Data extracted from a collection
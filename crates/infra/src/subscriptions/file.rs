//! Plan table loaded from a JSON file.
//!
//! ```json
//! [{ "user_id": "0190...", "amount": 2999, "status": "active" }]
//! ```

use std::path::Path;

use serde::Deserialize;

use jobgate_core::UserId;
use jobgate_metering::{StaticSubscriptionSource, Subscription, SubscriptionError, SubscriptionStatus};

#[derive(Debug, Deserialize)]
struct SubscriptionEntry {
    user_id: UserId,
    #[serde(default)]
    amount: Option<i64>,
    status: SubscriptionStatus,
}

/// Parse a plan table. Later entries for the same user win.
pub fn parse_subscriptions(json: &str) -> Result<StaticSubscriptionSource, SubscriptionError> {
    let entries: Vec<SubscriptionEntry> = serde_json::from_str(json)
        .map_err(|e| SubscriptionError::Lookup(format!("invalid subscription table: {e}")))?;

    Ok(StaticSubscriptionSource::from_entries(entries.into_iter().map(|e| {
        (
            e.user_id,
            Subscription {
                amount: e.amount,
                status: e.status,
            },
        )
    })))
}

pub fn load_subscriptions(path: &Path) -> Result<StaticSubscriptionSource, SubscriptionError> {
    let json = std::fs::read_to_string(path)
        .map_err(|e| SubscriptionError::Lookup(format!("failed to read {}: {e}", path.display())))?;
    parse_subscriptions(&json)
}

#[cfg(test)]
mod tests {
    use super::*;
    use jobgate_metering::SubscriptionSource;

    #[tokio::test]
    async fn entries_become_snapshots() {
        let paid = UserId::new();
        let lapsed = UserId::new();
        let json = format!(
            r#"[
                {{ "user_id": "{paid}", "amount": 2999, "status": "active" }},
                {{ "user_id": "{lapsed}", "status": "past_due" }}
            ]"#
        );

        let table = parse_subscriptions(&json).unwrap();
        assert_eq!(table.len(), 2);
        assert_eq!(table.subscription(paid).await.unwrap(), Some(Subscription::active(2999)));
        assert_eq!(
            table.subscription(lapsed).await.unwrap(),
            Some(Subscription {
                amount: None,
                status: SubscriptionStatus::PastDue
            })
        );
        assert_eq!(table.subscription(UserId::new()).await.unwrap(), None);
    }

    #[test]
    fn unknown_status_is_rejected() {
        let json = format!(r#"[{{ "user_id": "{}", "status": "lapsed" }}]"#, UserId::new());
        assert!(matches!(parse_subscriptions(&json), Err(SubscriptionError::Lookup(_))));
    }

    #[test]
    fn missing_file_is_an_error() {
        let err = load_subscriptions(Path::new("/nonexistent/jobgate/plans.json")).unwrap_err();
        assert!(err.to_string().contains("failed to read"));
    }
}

---

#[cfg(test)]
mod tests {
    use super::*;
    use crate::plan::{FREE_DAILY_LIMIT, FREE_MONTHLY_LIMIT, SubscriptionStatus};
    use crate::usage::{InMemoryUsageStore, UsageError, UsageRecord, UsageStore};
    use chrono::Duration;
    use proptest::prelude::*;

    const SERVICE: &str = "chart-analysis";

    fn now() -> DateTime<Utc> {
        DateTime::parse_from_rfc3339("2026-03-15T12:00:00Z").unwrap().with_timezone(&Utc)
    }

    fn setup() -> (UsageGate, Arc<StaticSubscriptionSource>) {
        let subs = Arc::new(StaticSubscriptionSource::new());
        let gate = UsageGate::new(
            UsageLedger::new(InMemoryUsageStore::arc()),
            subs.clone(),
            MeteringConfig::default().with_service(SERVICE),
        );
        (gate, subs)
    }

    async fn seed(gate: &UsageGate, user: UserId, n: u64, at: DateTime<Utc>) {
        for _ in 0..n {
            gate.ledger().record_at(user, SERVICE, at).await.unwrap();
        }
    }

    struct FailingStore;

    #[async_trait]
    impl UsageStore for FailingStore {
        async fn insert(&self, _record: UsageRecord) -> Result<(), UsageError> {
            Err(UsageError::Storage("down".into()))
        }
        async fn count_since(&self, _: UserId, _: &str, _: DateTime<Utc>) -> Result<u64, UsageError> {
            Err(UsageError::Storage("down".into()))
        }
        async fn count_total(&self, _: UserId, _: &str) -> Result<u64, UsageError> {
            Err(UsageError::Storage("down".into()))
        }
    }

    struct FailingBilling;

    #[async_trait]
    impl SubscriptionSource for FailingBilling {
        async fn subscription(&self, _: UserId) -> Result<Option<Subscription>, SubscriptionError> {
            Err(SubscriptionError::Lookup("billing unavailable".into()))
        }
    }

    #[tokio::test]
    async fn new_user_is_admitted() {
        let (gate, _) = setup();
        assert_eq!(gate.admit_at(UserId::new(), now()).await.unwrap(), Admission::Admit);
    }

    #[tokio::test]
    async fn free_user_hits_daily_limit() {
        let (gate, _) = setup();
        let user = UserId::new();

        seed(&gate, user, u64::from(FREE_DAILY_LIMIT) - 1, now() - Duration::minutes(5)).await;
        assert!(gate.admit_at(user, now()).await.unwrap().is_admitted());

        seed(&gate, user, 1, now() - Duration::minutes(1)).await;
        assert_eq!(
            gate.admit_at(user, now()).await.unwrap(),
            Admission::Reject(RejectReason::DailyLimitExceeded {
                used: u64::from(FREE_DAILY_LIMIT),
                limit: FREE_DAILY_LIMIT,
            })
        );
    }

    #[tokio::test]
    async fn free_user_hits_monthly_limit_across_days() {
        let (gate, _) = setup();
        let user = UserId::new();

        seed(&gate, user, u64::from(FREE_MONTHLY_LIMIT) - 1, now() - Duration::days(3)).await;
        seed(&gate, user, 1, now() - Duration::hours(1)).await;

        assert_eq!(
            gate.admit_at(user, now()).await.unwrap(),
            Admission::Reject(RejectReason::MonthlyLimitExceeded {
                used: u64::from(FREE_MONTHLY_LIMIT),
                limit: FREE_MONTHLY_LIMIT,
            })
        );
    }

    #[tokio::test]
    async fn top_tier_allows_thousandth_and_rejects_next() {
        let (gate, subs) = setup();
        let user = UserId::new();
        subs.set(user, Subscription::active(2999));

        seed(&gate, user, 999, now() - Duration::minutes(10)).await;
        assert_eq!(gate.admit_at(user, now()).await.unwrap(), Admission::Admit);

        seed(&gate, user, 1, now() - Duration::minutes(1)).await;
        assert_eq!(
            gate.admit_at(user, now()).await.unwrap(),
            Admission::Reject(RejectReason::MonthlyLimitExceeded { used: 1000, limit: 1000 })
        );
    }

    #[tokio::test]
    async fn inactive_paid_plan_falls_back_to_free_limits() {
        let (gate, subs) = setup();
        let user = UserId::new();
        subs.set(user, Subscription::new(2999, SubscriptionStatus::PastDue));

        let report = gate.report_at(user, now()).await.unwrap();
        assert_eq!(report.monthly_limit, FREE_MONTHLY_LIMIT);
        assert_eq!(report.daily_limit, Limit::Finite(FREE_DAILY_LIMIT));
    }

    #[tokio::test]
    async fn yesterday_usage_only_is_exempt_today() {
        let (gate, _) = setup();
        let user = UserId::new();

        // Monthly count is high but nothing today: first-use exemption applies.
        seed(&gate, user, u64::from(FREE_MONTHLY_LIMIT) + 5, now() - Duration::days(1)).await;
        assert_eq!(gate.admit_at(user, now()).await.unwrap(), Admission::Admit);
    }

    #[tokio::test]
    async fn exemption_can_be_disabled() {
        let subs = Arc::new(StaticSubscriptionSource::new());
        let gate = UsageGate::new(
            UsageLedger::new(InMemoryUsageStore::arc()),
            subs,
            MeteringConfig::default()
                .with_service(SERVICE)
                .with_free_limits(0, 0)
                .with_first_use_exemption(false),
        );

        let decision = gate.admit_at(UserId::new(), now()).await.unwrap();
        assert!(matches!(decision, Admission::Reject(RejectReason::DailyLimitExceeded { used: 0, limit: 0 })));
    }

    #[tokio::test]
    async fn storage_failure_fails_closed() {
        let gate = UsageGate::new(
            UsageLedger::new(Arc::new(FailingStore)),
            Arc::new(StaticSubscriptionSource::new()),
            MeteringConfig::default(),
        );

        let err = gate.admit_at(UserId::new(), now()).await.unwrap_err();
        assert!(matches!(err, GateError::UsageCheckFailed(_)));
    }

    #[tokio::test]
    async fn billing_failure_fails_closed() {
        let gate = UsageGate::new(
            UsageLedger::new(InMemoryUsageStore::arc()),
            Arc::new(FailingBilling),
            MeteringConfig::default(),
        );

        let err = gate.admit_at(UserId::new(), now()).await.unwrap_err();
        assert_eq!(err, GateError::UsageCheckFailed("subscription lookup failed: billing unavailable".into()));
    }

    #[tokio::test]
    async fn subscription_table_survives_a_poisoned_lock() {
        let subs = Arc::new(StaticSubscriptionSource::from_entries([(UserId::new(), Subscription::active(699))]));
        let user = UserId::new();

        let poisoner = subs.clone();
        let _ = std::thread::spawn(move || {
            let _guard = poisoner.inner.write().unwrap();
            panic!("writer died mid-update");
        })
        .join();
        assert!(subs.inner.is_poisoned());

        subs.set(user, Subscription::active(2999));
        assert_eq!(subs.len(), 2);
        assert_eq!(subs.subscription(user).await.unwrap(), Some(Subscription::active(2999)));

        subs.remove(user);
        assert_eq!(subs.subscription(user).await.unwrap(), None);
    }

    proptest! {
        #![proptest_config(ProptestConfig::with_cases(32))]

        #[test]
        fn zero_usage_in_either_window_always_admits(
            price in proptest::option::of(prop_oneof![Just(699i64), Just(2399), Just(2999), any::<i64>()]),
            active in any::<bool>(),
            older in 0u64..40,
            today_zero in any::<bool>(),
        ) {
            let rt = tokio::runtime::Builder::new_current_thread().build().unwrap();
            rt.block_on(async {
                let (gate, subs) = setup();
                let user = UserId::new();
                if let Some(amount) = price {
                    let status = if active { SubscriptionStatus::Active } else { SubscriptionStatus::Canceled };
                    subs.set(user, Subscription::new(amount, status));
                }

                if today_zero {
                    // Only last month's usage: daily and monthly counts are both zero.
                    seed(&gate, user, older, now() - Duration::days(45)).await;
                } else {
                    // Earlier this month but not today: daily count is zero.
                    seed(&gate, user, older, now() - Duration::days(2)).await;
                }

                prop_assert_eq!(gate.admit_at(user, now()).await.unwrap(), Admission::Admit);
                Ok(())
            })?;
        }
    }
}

--

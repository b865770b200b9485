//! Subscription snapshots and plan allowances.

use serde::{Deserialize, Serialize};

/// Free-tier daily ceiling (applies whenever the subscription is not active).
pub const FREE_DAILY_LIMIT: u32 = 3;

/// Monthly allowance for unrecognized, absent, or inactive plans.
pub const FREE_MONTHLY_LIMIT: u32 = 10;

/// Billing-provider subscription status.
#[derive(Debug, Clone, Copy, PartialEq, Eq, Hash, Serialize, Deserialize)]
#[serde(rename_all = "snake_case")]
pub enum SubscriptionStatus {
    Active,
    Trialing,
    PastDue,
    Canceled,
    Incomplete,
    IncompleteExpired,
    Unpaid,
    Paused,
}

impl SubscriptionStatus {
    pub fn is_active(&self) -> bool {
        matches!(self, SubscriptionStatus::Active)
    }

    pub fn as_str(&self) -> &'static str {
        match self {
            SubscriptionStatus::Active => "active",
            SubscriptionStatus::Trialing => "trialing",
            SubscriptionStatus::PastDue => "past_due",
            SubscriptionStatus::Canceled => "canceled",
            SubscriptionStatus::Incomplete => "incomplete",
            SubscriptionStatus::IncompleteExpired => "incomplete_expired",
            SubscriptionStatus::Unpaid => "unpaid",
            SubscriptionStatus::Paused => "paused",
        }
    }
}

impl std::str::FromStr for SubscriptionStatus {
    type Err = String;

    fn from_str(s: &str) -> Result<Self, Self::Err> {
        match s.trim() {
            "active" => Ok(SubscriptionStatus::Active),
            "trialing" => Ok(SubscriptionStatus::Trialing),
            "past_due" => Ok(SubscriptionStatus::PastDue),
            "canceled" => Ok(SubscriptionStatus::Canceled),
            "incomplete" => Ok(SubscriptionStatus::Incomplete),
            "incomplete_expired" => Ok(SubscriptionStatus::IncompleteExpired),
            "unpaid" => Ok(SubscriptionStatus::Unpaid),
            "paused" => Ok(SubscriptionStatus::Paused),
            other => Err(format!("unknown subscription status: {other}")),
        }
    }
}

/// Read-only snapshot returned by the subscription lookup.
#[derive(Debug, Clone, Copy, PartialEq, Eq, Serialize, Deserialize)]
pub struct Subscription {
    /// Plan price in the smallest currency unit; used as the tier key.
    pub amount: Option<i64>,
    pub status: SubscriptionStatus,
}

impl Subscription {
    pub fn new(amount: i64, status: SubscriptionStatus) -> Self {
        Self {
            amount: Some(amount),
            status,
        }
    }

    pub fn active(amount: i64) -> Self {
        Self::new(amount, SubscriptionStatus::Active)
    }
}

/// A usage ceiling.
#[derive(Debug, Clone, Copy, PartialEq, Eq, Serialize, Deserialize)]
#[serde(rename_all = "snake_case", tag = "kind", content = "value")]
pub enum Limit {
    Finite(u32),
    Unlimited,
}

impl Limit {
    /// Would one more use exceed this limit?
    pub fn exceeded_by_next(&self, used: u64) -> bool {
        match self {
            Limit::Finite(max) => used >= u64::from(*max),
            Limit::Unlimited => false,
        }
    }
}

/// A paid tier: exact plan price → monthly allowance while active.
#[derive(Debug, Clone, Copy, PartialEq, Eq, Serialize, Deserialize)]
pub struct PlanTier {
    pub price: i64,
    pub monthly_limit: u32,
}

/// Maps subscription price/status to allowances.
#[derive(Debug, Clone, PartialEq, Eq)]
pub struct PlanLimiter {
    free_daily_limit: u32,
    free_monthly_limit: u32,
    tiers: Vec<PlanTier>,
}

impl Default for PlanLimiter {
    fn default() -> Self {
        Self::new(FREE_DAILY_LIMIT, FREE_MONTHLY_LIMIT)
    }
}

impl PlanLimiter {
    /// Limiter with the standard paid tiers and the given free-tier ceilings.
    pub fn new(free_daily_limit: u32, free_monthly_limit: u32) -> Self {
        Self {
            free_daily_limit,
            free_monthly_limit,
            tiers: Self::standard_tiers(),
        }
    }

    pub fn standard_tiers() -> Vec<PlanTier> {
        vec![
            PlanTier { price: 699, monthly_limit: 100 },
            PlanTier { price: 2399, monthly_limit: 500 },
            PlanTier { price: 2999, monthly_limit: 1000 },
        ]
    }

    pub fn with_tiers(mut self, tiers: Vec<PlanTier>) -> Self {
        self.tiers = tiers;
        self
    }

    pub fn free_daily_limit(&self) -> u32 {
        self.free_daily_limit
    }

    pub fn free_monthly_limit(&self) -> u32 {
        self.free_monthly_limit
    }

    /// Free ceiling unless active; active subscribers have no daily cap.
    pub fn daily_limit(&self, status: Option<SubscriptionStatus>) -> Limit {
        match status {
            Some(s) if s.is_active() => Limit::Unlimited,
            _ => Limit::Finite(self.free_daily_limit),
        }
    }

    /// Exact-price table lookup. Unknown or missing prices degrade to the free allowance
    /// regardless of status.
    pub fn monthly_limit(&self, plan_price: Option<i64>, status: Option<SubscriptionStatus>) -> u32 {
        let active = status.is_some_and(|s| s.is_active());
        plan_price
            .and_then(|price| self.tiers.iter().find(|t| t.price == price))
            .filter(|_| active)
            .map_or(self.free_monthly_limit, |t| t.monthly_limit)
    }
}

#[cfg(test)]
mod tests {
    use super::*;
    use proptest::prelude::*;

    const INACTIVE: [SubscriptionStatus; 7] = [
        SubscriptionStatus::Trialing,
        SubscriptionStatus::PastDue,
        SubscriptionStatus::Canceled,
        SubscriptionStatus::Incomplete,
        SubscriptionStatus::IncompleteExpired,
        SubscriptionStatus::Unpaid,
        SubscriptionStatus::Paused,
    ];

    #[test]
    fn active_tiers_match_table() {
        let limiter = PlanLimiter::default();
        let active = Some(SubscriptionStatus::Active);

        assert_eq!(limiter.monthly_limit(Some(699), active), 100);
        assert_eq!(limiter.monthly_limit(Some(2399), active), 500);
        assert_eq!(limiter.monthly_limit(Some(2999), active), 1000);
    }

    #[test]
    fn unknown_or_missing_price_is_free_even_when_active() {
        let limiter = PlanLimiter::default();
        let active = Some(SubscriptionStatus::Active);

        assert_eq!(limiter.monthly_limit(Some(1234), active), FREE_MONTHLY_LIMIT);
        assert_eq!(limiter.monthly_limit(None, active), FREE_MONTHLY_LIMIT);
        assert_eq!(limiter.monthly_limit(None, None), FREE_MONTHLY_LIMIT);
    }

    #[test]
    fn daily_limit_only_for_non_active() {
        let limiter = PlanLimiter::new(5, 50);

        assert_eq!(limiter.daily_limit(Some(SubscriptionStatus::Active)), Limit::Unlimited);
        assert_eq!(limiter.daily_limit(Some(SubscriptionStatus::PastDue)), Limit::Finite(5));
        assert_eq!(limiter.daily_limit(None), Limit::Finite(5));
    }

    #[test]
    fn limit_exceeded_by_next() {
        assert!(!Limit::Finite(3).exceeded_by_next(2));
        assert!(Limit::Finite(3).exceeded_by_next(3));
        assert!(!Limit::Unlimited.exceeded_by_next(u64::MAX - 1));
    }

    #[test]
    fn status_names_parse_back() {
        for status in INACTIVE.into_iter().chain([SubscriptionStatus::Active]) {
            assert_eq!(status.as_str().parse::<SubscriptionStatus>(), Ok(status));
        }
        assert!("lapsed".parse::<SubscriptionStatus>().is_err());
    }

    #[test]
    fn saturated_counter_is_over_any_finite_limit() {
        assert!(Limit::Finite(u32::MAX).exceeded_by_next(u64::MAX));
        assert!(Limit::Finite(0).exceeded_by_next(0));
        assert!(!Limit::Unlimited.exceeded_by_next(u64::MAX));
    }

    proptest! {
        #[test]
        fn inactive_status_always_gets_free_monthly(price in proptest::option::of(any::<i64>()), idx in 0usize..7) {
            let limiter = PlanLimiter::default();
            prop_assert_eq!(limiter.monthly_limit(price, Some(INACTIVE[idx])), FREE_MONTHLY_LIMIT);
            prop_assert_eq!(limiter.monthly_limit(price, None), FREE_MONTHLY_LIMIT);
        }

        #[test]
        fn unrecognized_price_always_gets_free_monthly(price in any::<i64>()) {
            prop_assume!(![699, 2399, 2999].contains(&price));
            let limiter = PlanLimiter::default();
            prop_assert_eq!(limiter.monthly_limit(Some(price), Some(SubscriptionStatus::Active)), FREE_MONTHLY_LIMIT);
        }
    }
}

THE PROBLEM. Above are the records; repeat exactly the lines from the one holding "let _ = std::thread::spawn(move" down to the one holding "assert_eq!(subs.len(), 2);", end lines included.

TASK OUTPUT.
        let _ = std::thread::spawn(move || {
            let _guard = poisoner.inner.write().unwrap();
            panic!("writer died mid-update");
        })
        .join();
        assert!(subs.inner.is_poisoned());

        subs.set(user, Subscription::active(2999));
        assert_eq!(subs.len(), 2);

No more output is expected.